* **HOW TO COMPLETE THIS TASK**
A verbatim transcript of the lines below, starting at the first and ending with the one that holds "pub fn last_arg(&self)", is what should be produced.

(Dataset entries)
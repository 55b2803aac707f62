use std::cell::RefCell;
use std::fs;
use std::path::{Path, PathBuf};

use crate::config::{HarnessConfig, ToolCommand};
use crate::error::HarnessResult;
use crate::process::{Executor, ProcessResult};

pub const BUILD: &str = "fake-dotnet-build";
pub const COMPILER: &str = "fake-csynth";
pub const RUNTIME: &str = "fake-lune";

#[derive(Debug, Clone, PartialEq, Eq)]
pub struct Call {
    pub program: String,
    pub args: Vec<String>,
    pub stdin: Option<Vec<u8>>,
}

impl Call {
    pub fn last_arg(&self) -> &str {
        self.args.last().map(String::as_str).unwrap_or_default()
    }
}

type Handler = Box<dyn Fn(&Call) -> ProcessResult>;

// Records every invocation and answers it with `handler`.
pub struct FakeExecutor {
    pub calls: RefCell<Vec<Call>>,
    handler: Handler,
    runtime_installed: bool,
}

impl FakeExecutor {
    pub fn new(handler: impl Fn(&Call) -> ProcessResult + 'static) -> Self {
        FakeExecutor {
            calls: RefCell::new(Vec::new()),
            handler: Box::new(handler),
            runtime_installed: true,
        }
    }

    pub fn without_runtime(mut self) -> Self {
        self.runtime_installed = false;
        self
    }

    pub fn programs(&self) -> Vec<String> {
        self.calls.borrow().iter().map(|c| c.program.clone()).collect()
    }

    pub fn calls_to(&self, program: &str) -> Vec<Call> {
        self.calls
            .borrow()
            .iter()
            .filter(|c| c.program == program)
            .cloned()
            .collect()
    }
}

impl Executor for FakeExecutor {
    fn execute(
        &self,
        program: &str,
        args: &[String],
        stdin: Option<&[u8]>,
    ) -> HarnessResult<ProcessResult> {
        let call = Call {
            program: program.to_string(),
            args: args.to_vec(),
            stdin: stdin.map(<[u8]>::to_vec),
        };
        let res = (self.handler)(&call);
        self.calls.borrow_mut().push(call);
        Ok(res)
    }

    fn resolve(&self, program: &str) -> Option<PathBuf> {
        (program == RUNTIME && self.runtime_installed).then(|| PathBuf::from(program))
    }
}

pub fn init_logging() {
    let _ = env_logger::builder().is_test(true).try_init();
}

pub fn ok(stdout: &str) -> ProcessResult {
    ProcessResult {
        code: Some(0),
        stdout: stdout.to_string(),
        stderr: String::new(),
    }
}

pub fn fail(code: i32, stderr: &str) -> ProcessResult {
    ProcessResult {
        code: Some(code),
        stdout: String::new(),
        stderr: stderr.to_string(),
    }
}

pub fn fake_config(root: &Path) -> HarnessConfig {
    let mut cfg = HarnessConfig::with_root(root);
    cfg.build_tool = ToolCommand::new(BUILD, ["build"]);
    cfg.compiler = ToolCommand::new(COMPILER, Vec::<String>::new());
    cfg.runtime = ToolCommand::new(RUNTIME, ["run"]);
    cfg
}

/// Lay out `<root>/<name>/` with a built artifact whose content is `artifact`.
pub fn add_example(cfg: &HarnessConfig, name: &str, artifact: &str) {
    let dll = crate::example::Example::new(cfg, name).artifact_path().to_path_buf();
    if let Some(parent) = dll.parent() {
        fs::create_dir_all(parent).expect("create artifact dir");
    }
    fs::write(dll, artifact).expect("write artifact");
}
use std::fs;
use std::path::Path;

use crate::error::{HarnessError, HarnessResult};

pub const ALL: &str = "all";

/// What the command line asked for.
#[derive(Debug, Clone, PartialEq, Eq)]
pub enum Selection {
    All,
    One(String),
}

/// Names of the immediate subdirectories of `root`, in listing order.
pub fn discover(root: &Path) -> HarnessResult<Vec<String>> {
    let registry_err = |source| HarnessError::Registry {
        root: root.to_path_buf(),
        source,
    };
    let mut names = Vec::new();
    for entry in fs::read_dir(root).map_err(registry_err)? {
        let entry = entry.map_err(registry_err)?;
        // Follows symlinks, so a linked example directory still counts.
        if !entry.path().is_dir() {
            continue;
        }
        // Non-UTF-8 directory names cannot be typed on the command line anyway.
        if let Some(name) = entry.file_name().to_str() {
            names.push(name.to_string());
        }
    }
    Ok(names)
}

pub fn validate(name: &str, registry: &[String]) -> bool {
    registry.iter().any(|n| n == name)
}

/// Resolve a raw argument against the registry. The argument is trimmed and
/// lower-cased first.
pub fn select(arg: &str, registry: &[String]) -> HarnessResult<Selection> {
    let name = arg.trim().to_lowercase();
    if name == ALL {
        return Ok(Selection::All);
    }
    if validate(&name, registry) {
        Ok(Selection::One(name))
    } else {
        Err(HarnessError::UnknownExample {
            name,
            available: registry.to_vec(),
        })
    }
}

* **ANSWER BOX**
repository 55b2803aac707f62
use std::cell::RefCell;
use std::fs;
use std::path::{Path, PathBuf};

use crate::config::{HarnessConfig, ToolCommand};
use crate::error::HarnessResult;
use crate::process::{Executor, ProcessResult};

pub const BUILD: &str = "fake-dotnet-build";
pub const COMPILER: &str = "fake-csynth";
pub const RUNTIME: &str = "fake-lune";

#[derive(Debug, Clone, PartialEq, Eq)]
pub struct Call {
    pub program: String,
    pub args: Vec<String>,
    pub stdin: Option<Vec<u8>>,
}

impl Call {
    pub fn last_arg(&self) -> &str {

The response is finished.